Saturday, March 24, 2012

Winters end, Springing into action

Well, just got home and turned over one of the beds, some nice surprise parsnips.
A bit skinny, but a fair few of them so that was nice. It really goes to show with a bit of planning you really can have food from the veg patch all year round.

The Russian kales, while small, have survived 8 weeks of neglect and are coming along. Nice little winter cabbage in the garden that was used up in champ yesterday.
The dwarf curley blue kale is a virtual perennial, still producing abundant and good quality leaves.
Sea kale did not make it through the winter, so need to start that again.
Fruit trees coming into bud - just came back to Connemara via Cork, down there a few fruit trees were already in bloom!

Cordoon is coming on very well, and that was the one perennial I was worried about!

Now Spring is here. Saw a couple of wild bee's yesterday :-)
Just preparing beds, a little later than usual but better late than never.
Manure was dug in last December in most beds.
First job, as with the last 2 years is to use the superb Irish made product, SuperNemo's, and apply that.
It is a broad spectrum, pest specific and super effective way of dealing with garden parasites.
I use Nemaslug as well for slugs, but when it comes to things like caterpillars, thrip, wireworm and leatherjackets Supernemo saves a lot of money and time in comparison with the nemasys programs that require pest specific doses, and Supernemo are an Irish developed company.
In actual fact, Supernemo this year wereshortlisted for the Irish Times innovation awards - I think they should have won the damn thing.

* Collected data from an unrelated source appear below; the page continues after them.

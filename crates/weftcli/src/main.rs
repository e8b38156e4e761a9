use anyhow::Result;
use clap::{Parser, Subcommand};
use std::collections::HashMap;
use std::path::PathBuf;
use std::sync::Arc;
use tokio_util::sync::CancellationToken;
use tracing_subscriber::EnvFilter;
use weftcore::{JobId, JobStatus, NodeStatus, RunJobRequest, UpdateMessage, UpdateSink};
use weftruntime::{Engine, EngineConfig, IsolationConfig, IsolationRunner, NodeRegistry};

#[derive(Parser)]
#[command(name = "weft")]
#[command(about = "Weft workflow engine CLI", long_about = None)]
struct Cli {
    #[command(subcommand)]
    command: Commands,
}

#[derive(Subcommand)]
enum Commands {
    /// Run a graph file
    Run {
        /// Path to graph JSON file (canonical, native or foreign shape)
        #[arg(short, long)]
        file: PathBuf,

        /// Caller parameters as a JSON object
        #[arg(short, long)]
        input: Option<String>,

        /// Run the job inside a worker child process
        #[arg(long)]
        isolate: bool,

        /// Show verbose output
        #[arg(short, long)]
        verbose: bool,
    },

    /// Validate a graph file
    Validate {
        /// Path to graph JSON file
        file: PathBuf,
    },

    /// List available node types
    Nodes,

    /// Create a new example graph
    Init {
        /// Output file path
        #[arg(short, long, default_value = "graph.json")]
        output: PathBuf,
    },

    /// Run as a job worker speaking update frames on stdio
    #[command(hide = true)]
    Worker,
}

fn build_engine() -> Engine {
    let mut registry = NodeRegistry::new();
    weftnodes::register_all(&mut registry);
    Engine::with_registry(Arc::new(registry), EngineConfig::default())
}

#[tokio::main]
async fn main() -> Result<()> {
    let cli = Cli::parse();

    match cli.command {
        Commands::Run {
            file,
            input,
            isolate,
            verbose,
        } => {
            let default_filter = if verbose { "debug" } else { "warn" };
            tracing_subscriber::fmt()
                .with_env_filter(
                    EnvFilter::try_from_default_env()
                        .unwrap_or_else(|_| EnvFilter::new(default_filter)),
                )
                .init();

            run_graph(file, input, isolate).await?;
        }

        Commands::Validate { file } => {
            validate_graph(file)?;
        }

        Commands::Nodes => {
            list_nodes();
        }

        Commands::Init { output } => {
            create_example_graph(output)?;
        }

        Commands::Worker => {
            // stdout carries update frames; logs must go to stderr
            tracing_subscriber::fmt()
                .with_env_filter(
                    EnvFilter::try_from_default_env().unwrap_or_else(|_| EnvFilter::new("info")),
                )
                .with_writer(std::io::stderr)
                .init();

            let engine = build_engine();
            weftruntime::worker_stdio(&engine).await?;
        }
    }

    Ok(())
}

async fn run_graph(file: PathBuf, input: Option<String>, isolate: bool) -> Result<()> {
    println!("🚀 Loading graph from: {}", file.display());

    let graph_text = std::fs::read_to_string(&file)?;
    let graph_json: serde_json::Value = serde_json::from_str(&graph_text)?;

    let params: HashMap<String, serde_json::Value> = match input {
        Some(text) => {
            let json: serde_json::Value = serde_json::from_str(&text)?;
            match json {
                serde_json::Value::Object(map) => map.into_iter().collect(),
                _ => return Err(anyhow::anyhow!("input must be a JSON object")),
            }
        }
        None => HashMap::new(),
    };

    let engine = build_engine();
    let mut request = RunJobRequest::workflow("cli", graph_json);
    request.params = params;

    // Print updates as they stream in
    let mut updates = engine.subscribe_updates();
    let printer = tokio::spawn(async move {
        while let Ok(update) = updates.recv().await {
            print_update(&update);
            if update.is_terminal_job_update() {
                break;
            }
        }
    });

    if isolate {
        let runner = IsolationRunner::new(IsolationConfig::current_exe()?);
        let sink: Arc<dyn UpdateSink> = engine.bus().clone();
        let status = runner
            .run_job(JobId::new_v4(), request, sink, CancellationToken::new())
            .await?;
        let _ = printer.await;

        println!();
        match status {
            JobStatus::Completed => {
                println!("✨ Job completed in a worker process");
                Ok(())
            }
            status => Err(anyhow::anyhow!("job ended {status}")),
        }
    } else {
        let outcome = engine
            .run_request(request, CancellationToken::new())
            .await?;
        let _ = printer.await;

        println!();
        println!("📊 Execution Summary:");
        println!("   Job ID: {}", outcome.job_id);
        let completed = outcome
            .node_status
            .values()
            .filter(|status| **status == NodeStatus::Completed)
            .count();
        println!(
            "   Completed: {}/{} nodes",
            completed,
            outcome.node_status.len()
        );

        if !outcome.outputs.is_empty() {
            println!();
            println!("📤 Outputs:");
            let mut names: Vec<_> = outcome.outputs.keys().collect();
            names.sort();
            for name in names {
                println!("   {}: {}", name, outcome.outputs[name].to_json());
            }
        }

        match outcome.status {
            JobStatus::Completed => Ok(()),
            status => Err(anyhow::anyhow!("job ended {status}")),
        }
    }
}

fn print_update(update: &UpdateMessage) {
    match update {
        UpdateMessage::JobUpdate { status, error, .. } => match status {
            JobStatus::Running => println!("▶️  Job started"),
            JobStatus::Completed => println!("✨ Job completed"),
            JobStatus::Failed => println!(
                "💥 Job failed: {}",
                error.as_deref().unwrap_or("unknown error")
            ),
            JobStatus::Cancelled => println!("🛑 Job cancelled"),
            JobStatus::Pending => {}
        },
        UpdateMessage::NodeUpdate {
            node_name,
            status,
            error,
            ..
        } => match status {
            NodeStatus::Running => println!("  ⚡ {} running", node_name),
            NodeStatus::Completed => println!("  ✅ {} completed", node_name),
            NodeStatus::Failed => println!(
                "  ❌ {} failed: {}",
                node_name,
                error.as_deref().unwrap_or("unknown error")
            ),
            NodeStatus::Skipped => println!("  ⏭️  {} skipped", node_name),
            NodeStatus::Pending => {}
        },
        UpdateMessage::NodeProgress {
            node_id,
            progress,
            total,
        } => {
            println!("     📊 [{}] {}/{}", node_id, progress, total);
        }
        UpdateMessage::Error { message } => {
            println!("  ⚠️  {}", message);
        }
    }
}

fn validate_graph(file: PathBuf) -> Result<()> {
    println!("🔍 Validating graph: {}", file.display());

    let graph_text = std::fs::read_to_string(&file)?;
    let graph_json: serde_json::Value = serde_json::from_str(&graph_text)?;

    let engine = build_engine();
    let validated = engine.validate_graph(&graph_json)?;

    println!("✅ Graph is valid:");
    println!("   Nodes: {}", validated.len());
    println!("   Execution order: {}", validated.order().join(" -> "));

    let inputs = engine.describe_inputs(&graph_json)?;
    if !inputs.is_empty() {
        println!("   Parameters:");
        for spec in &inputs {
            let required = if spec.required { "required" } else { "optional" };
            println!("     • {} ({}, {})", spec.name, spec.data_type, required);
        }
    }
    if !engine.has_outputs(validated.graph()) {
        println!("   ⚠️  Graph has no output nodes; runs will produce no results");
    }

    Ok(())
}

fn list_nodes() {
    println!("📦 Available Node Types:");
    println!();

    let mut registry = NodeRegistry::new();
    weftnodes::register_all(&mut registry);

    for node_type in registry.list_node_types() {
        if let Some(schema) = registry.schema(&node_type) {
            println!("  • {} ({})", node_type, schema.category);
            println!("    {}", schema.description);
        } else {
            println!("  • {}", node_type);
        }
    }
}

fn create_example_graph(output: PathBuf) -> Result<()> {
    use weftcore::{Graph, NodeSpec};

    let mut graph = Graph::new();
    graph.add_node(NodeSpec::new("in", "input.parameter").with_property("name", "value"));
    graph.add_node(
        NodeSpec::new("add", "math.add")
            .with_name("Add Three")
            .with_property("addend", 3.0),
    );
    graph.add_node(NodeSpec::new("out", "output.result").with_property("name", "result"));
    graph.connect("in", "value", "add", "value");
    graph.connect("add", "sum", "out", "value");

    let json = serde_json::to_string_pretty(&graph)?;
    std::fs::write(&output, json)?;

    println!("✨ Created example graph: {}", output.display());
    println!();
    println!("Run it with:");
    println!(
        "  weft run --file {} --input '{{\"value\": 5}}'",
        output.display()
    );

    Ok(())
}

Leek nursary looking good, transplanting small leeks tomorrow.
Ready to put potato's in the ground, latest I have ever planted them.
Bed for turnips ready, this year again concentrating on Tipperary Turnips from Irish Seed Savers as the main crop.
Cabbage seedlings ready to go in as soon as the ground is turned.

Put in a new herb bank with potted plants from Dangan Garden Centre and will be cleaning that bank up using ground cover to supress weeds. Main thing is to get the herbs themselves established, apart from the bay tree they are all ground hugging types, so the idea is to get them to spread out and take over the area.

Nothing fancy this year as yet, making paper pots for some seeds to go in the ground later in the year, e.g. squash etc.
Folks, if you use this blog for recipes, best advice I can give you is grow a few bits and pieces for the year, even an ornamental kale, it is really rewarding.